Every programming position I have held has been very database centric, and as a result I have been exposed to a number of approaches to SQL code management. My current preference is to keep the SQL within stored procedures, and treat it as I would a class API.
I have come up with a set of what I feel are best practices, and would be very interested in feedback from the community.
My most recent experience in this area has been with microsoft sql server 2000, so I will focus on that in this node.
Document your stored procedures internally
I find it helpful to document the intent for stored procedures within their body, and to also document changes to the stored procedure with a date stamp and a ticket number. This makes it easier for future maintainers.

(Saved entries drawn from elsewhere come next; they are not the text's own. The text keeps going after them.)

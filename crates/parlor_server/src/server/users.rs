#![forbid(unsafe_code)]

use std::collections::HashMap;
use std::str::FromStr;

use argon2::Argon2;
use argon2::password_hash::rand_core::OsRng;
use argon2::password_hash::{PasswordHash, PasswordHasher, PasswordVerifier, SaltString};
use parlor_domain::{UserId, Username};
use thiserror::Error;
use tokio::sync::Mutex;

use crate::util::time::unix_ms_now;

/// A registered user. The password hash never leaves the directory.
#[derive(Debug, Clone)]
pub struct User {
	pub id: UserId,
	pub username: Username,
	pub created_at: i64,
	pub last_seen: Option<i64>,
}

#[derive(Debug, Error)]
pub enum UserError {
	#[error("username already taken")]
	UsernameTaken,
	#[error("invalid credentials")]
	InvalidCredentials,
	#[error("user directory unavailable: {0}")]
	Unavailable(String),
}

impl From<sqlx::Error> for UserError {
	fn from(err: sqlx::Error) -> Self {
		UserError::Unavailable(err.to_string())
	}
}

#[async_trait::async_trait]
pub trait UserDirectory: Send + Sync {
	/// Create a user. Usernames are unique case-insensitively; the
	/// registered casing is preserved for display.
	async fn register(&self, username: Username, password: &str) -> Result<User, UserError>;

	/// Check credentials. The same error covers unknown username and
	/// wrong password.
	async fn authenticate(&self, username: &Username, password: &str) -> Result<User, UserError>;

	/// Record the last time a user's session ended. Best effort.
	async fn touch_last_seen(&self, id: UserId, at_unix_ms: i64) -> Result<(), UserError>;
}

fn hash_password(password: &str) -> Result<String, UserError> {
	let salt = SaltString::generate(&mut OsRng);
	let hash = Argon2::default()
		.hash_password(password.as_bytes(), &salt)
		.map_err(|e| UserError::Unavailable(format!("password hash failed: {e}")))?
		.to_string();
	Ok(hash)
}

fn verify_password(stored_hash: &str, supplied_password: &str) -> bool {
	let Ok(parsed) = PasswordHash::new(stored_hash) else {
		return false;
	};
	Argon2::default()
		.verify_password(supplied_password.as_bytes(), &parsed)
		.is_ok()
}

#[derive(Debug, Clone)]
struct StoredUser {
	user: User,
	password_hash: String,
}

#[derive(Default)]
pub struct InMemoryUserDirectory {
	inner: Mutex<HashMap<String, StoredUser>>,
}

#[async_trait::async_trait]
impl UserDirectory for InMemoryUserDirectory {
	async fn register(&self, username: Username, password: &str) -> Result<User, UserError> {
		let key = username.key();
		let password_hash = hash_password(password)?;

		let mut users = self.inner.lock().await;
		if users.contains_key(&key) {
			return Err(UserError::UsernameTaken);
		}

		let user = User {
			id: UserId::new_v4(),
			username,
			created_at: unix_ms_now(),
			last_seen: None,
		};
		users.insert(
			key,
			StoredUser {
				user: user.clone(),
				password_hash,
			},
		);

		Ok(user)
	}

	async fn authenticate(&self, username: &Username, password: &str) -> Result<User, UserError> {
		let users = self.inner.lock().await;
		let Some(stored) = users.get(&username.key()) else {
			return Err(UserError::InvalidCredentials);
		};

		if !verify_password(&stored.password_hash, password) {
			return Err(UserError::InvalidCredentials);
		}

		Ok(stored.user.clone())
	}

	async fn touch_last_seen(&self, id: UserId, at_unix_ms: i64) -> Result<(), UserError> {
		let mut users = self.inner.lock().await;
		if let Some(stored) = users.values_mut().find(|s| s.user.id == id) {
			stored.user.last_seen = Some(at_unix_ms);
		}
		Ok(())
	}
}

#[derive(Clone)]
pub struct SqliteUserDirectory {
	pool: sqlx::SqlitePool,
}

impl SqliteUserDirectory {
	pub fn new(pool: sqlx::SqlitePool) -> Self {
		Self { pool }
	}
}

type UserRow = (String, String, i64, Option<i64>, String);

fn row_to_user(row: UserRow) -> Result<(User, String), UserError> {
	let (id, username, created_at, last_seen, password_hash) = row;
	let id = UserId::from_str(&id).map_err(|e| UserError::Unavailable(format!("corrupt user id: {e}")))?;
	let username = Username::new(username).map_err(|e| UserError::Unavailable(format!("corrupt username: {e}")))?;
	Ok((
		User {
			id,
			username,
			created_at,
			last_seen,
		},
		password_hash,
	))
}

#[async_trait::async_trait]
impl UserDirectory for SqliteUserDirectory {
	async fn register(&self, username: Username, password: &str) -> Result<User, UserError> {
		let password_hash = hash_password(password)?;
		let user = User {
			id: UserId::new_v4(),
			username,
			created_at: unix_ms_now(),
			last_seen: None,
		};

		let result = sqlx::query(
			"INSERT INTO users (id, username, username_key, password_hash, created_at) VALUES (?, ?, ?, ?, ?)",
		)
		.bind(user.id.to_string())
		.bind(user.username.as_str())
		.bind(user.username.key())
		.bind(&password_hash)
		.bind(user.created_at)
		.execute(&self.pool)
		.await;

		match result {
			Ok(_) => Ok(user),
			Err(e) if e.as_database_error().is_some_and(|d| d.is_unique_violation()) => Err(UserError::UsernameTaken),
			Err(e) => Err(e.into()),
		}
	}

	async fn authenticate(&self, username: &Username, password: &str) -> Result<User, UserError> {
		let row: Option<UserRow> = sqlx::query_as(
			"SELECT id, username, created_at, last_seen, password_hash FROM users WHERE username_key = ?",
		)
		.bind(username.key())
		.fetch_optional(&self.pool)
		.await?;

		let Some(row) = row else {
			return Err(UserError::InvalidCredentials);
		};

		let (user, password_hash) = row_to_user(row)?;
		if !verify_password(&password_hash, password) {
			return Err(UserError::InvalidCredentials);
		}

		Ok(user)
	}

	async fn touch_last_seen(&self, id: UserId, at_unix_ms: i64) -> Result<(), UserError> {
		sqlx::query("UPDATE users SET last_seen = ? WHERE id = ?")
			.bind(at_unix_ms)
			.bind(id.to_string())
			.execute(&self.pool)
			.await?;
		Ok(())
	}
}
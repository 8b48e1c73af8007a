#![forbid(unsafe_code)]

use std::time::Duration;

use base64::Engine as _;
use base64::engine::general_purpose::URL_SAFE_NO_PAD;
use hmac::{Hmac, Mac};
use parlor_domain::UserId;
use serde::{Deserialize, Serialize};
use sha2::Sha256;
use thiserror::Error;

use crate::util::time::unix_secs_now;

/// Default token lifetime.
pub const TOKEN_TTL: Duration = Duration::from_secs(7 * 24 * 60 * 60);

/// Claims carried inside a `v1.<payload>.<sig>` bearer token.
#[derive(Debug, Clone, Serialize, Deserialize)]
pub struct AuthClaims {
	pub sub: UserId,
	pub name: String,
	pub exp: u64,
}

/// Token rejection reasons. `Malformed` means the token could not be
/// decoded at all; `Invalid` means it decoded but failed verification.
#[derive(Debug, Error, Clone, PartialEq, Eq)]
pub enum AuthError {
	#[error("malformed token")]
	Malformed,
	#[error("invalid token")]
	Invalid,
}

/// Issue a signed bearer token for a user.
pub fn issue_token(user_id: UserId, username: &str, secret: &str, ttl: Duration) -> String {
	let claims = AuthClaims {
		sub: user_id,
		name: username.to_string(),
		exp: unix_secs_now().saturating_add(ttl.as_secs()),
	};

	// AuthClaims serialization cannot fail; fall back to an empty payload
	// which verifies against nothing.
	let payload = serde_json::to_vec(&claims).unwrap_or_default();
	let payload_b64 = URL_SAFE_NO_PAD.encode(&payload);
	let sig = sign(payload_b64.as_bytes(), secret.as_bytes());
	let sig_b64 = URL_SAFE_NO_PAD.encode(&sig);

	format!("v1.{payload_b64}.{sig_b64}")
}

/// Verify a bearer token and return its claims.
pub fn verify_token(token: &str, secret: &str) -> Result<AuthClaims, AuthError> {
	let parts = token.split('.').collect::<Vec<_>>();
	if parts.len() != 3 || parts[0] != "v1" {
		return Err(AuthError::Malformed);
	}

	let payload_b64 = parts[1];
	let sig_b64 = parts[2];

	let payload = URL_SAFE_NO_PAD.decode(payload_b64).map_err(|_| AuthError::Malformed)?;
	let provided_sig = URL_SAFE_NO_PAD.decode(sig_b64).map_err(|_| AuthError::Malformed)?;
	let expected_sig = sign(payload_b64.as_bytes(), secret.as_bytes());

	if !constant_time_eq(&expected_sig, &provided_sig) {
		return Err(AuthError::Invalid);
	}

	let claims: AuthClaims = serde_json::from_slice(&payload).map_err(|_| AuthError::Malformed)?;
	if claims.exp <= unix_secs_now() {
		return Err(AuthError::Invalid);
	}

	Ok(claims)
}

fn sign(payload_b64: &[u8], secret: &[u8]) -> Vec<u8> {
	let mut mac = Hmac::<Sha256>::new_from_slice(secret).expect("hmac key");
	mac.update(payload_b64);
	mac.finalize().into_bytes().to_vec()
}

fn constant_time_eq(a: &[u8], b: &[u8]) -> bool {
	if a.len() != b.len() {
		return false;
	}

	let mut diff = 0u8;
	for (x, y) in a.iter().zip(b.iter()) {
		diff |= x ^ y;
	}

	diff == 0
}

#[cfg(test)]
mod tests {
	use super::*;

	const SECRET: &str = "test-secret";

	#[test]
	fn issue_then_verify_roundtrip() {
		let id = UserId::new_v4();
		let token = issue_token(id, "alice", SECRET, TOKEN_TTL);
		let claims = verify_token(&token, SECRET).expect("verify");

		assert_eq!(claims.sub, id);
		assert_eq!(claims.name, "alice");
		assert!(claims.exp > unix_secs_now());
	}

	#[test]
	fn garbage_is_malformed() {
		assert_eq!(verify_token("", SECRET).unwrap_err(), AuthError::Malformed);
		assert_eq!(verify_token("not-a-token", SECRET).unwrap_err(), AuthError::Malformed);
		assert_eq!(verify_token("v2.a.b", SECRET).unwrap_err(), AuthError::Malformed);
		assert_eq!(verify_token("v1.%%%.%%%", SECRET).unwrap_err(), AuthError::Malformed);
	}

	#[test]
	fn wrong_secret_is_invalid() {
		let token = issue_token(UserId::new_v4(), "alice", SECRET, TOKEN_TTL);
		assert_eq!(verify_token(&token, "other-secret").unwrap_err(), AuthError::Invalid);
	}

	#[test]
	fn tampered_payload_is_invalid() {
		let token = issue_token(UserId::new_v4(), "alice", SECRET, TOKEN_TTL);
		let mut parts = token.split('.').map(str::to_string).collect::<Vec<_>>();
		parts[1] = URL_SAFE_NO_PAD.encode(b"{\"sub\":\"x\",\"name\":\"eve\",\"exp\":99999999999}");
		let forged = parts.join(".");

		assert_eq!(verify_token(&forged, SECRET).unwrap_err(), AuthError::Invalid);
	}

	#[test]
	fn expired_token_is_invalid() {
		let token = issue_token(UserId::new_v4(), "alice", SECRET, Duration::from_secs(0));
		assert_eq!(verify_token(&token, SECRET).unwrap_err(), AuthError::Invalid);
	}
}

CREATE PROCEDURE dbo.SOMETHING_SAVE
@something_id int,
@name varchar(50)
AS
/*
Does blah blah
-- Changed on 2006-09-07 to resolve ticket #570
*/
-- Do stuff
GO
Treat your stored procedures as any other asset - keep them in a versioning system
Your schema and stored procedures should always be recorded in a versioning system. If you find yourself needing to use a version of your application from 2 years ago, you need to be able to recreate the database as it was at that time.
Additionally, when moving from a development to production environment you need to be able to easily identify the changes that have been made.
Privilege Separation
I prefer to only access the data through stored procedures (and possibly views). With some databases you can revoke all table permissions, and grant selective permissions to individual SPs/Views. This works because of 'Ownership Chaining'.
By doing this you can restrict the level of access each database user is granted to a much finer level. Different interfaces into the system (e.g. admin vs external user) can have access to specific procedures which adhere to business logic.
Another way I like to use this is to have password verification be a black box.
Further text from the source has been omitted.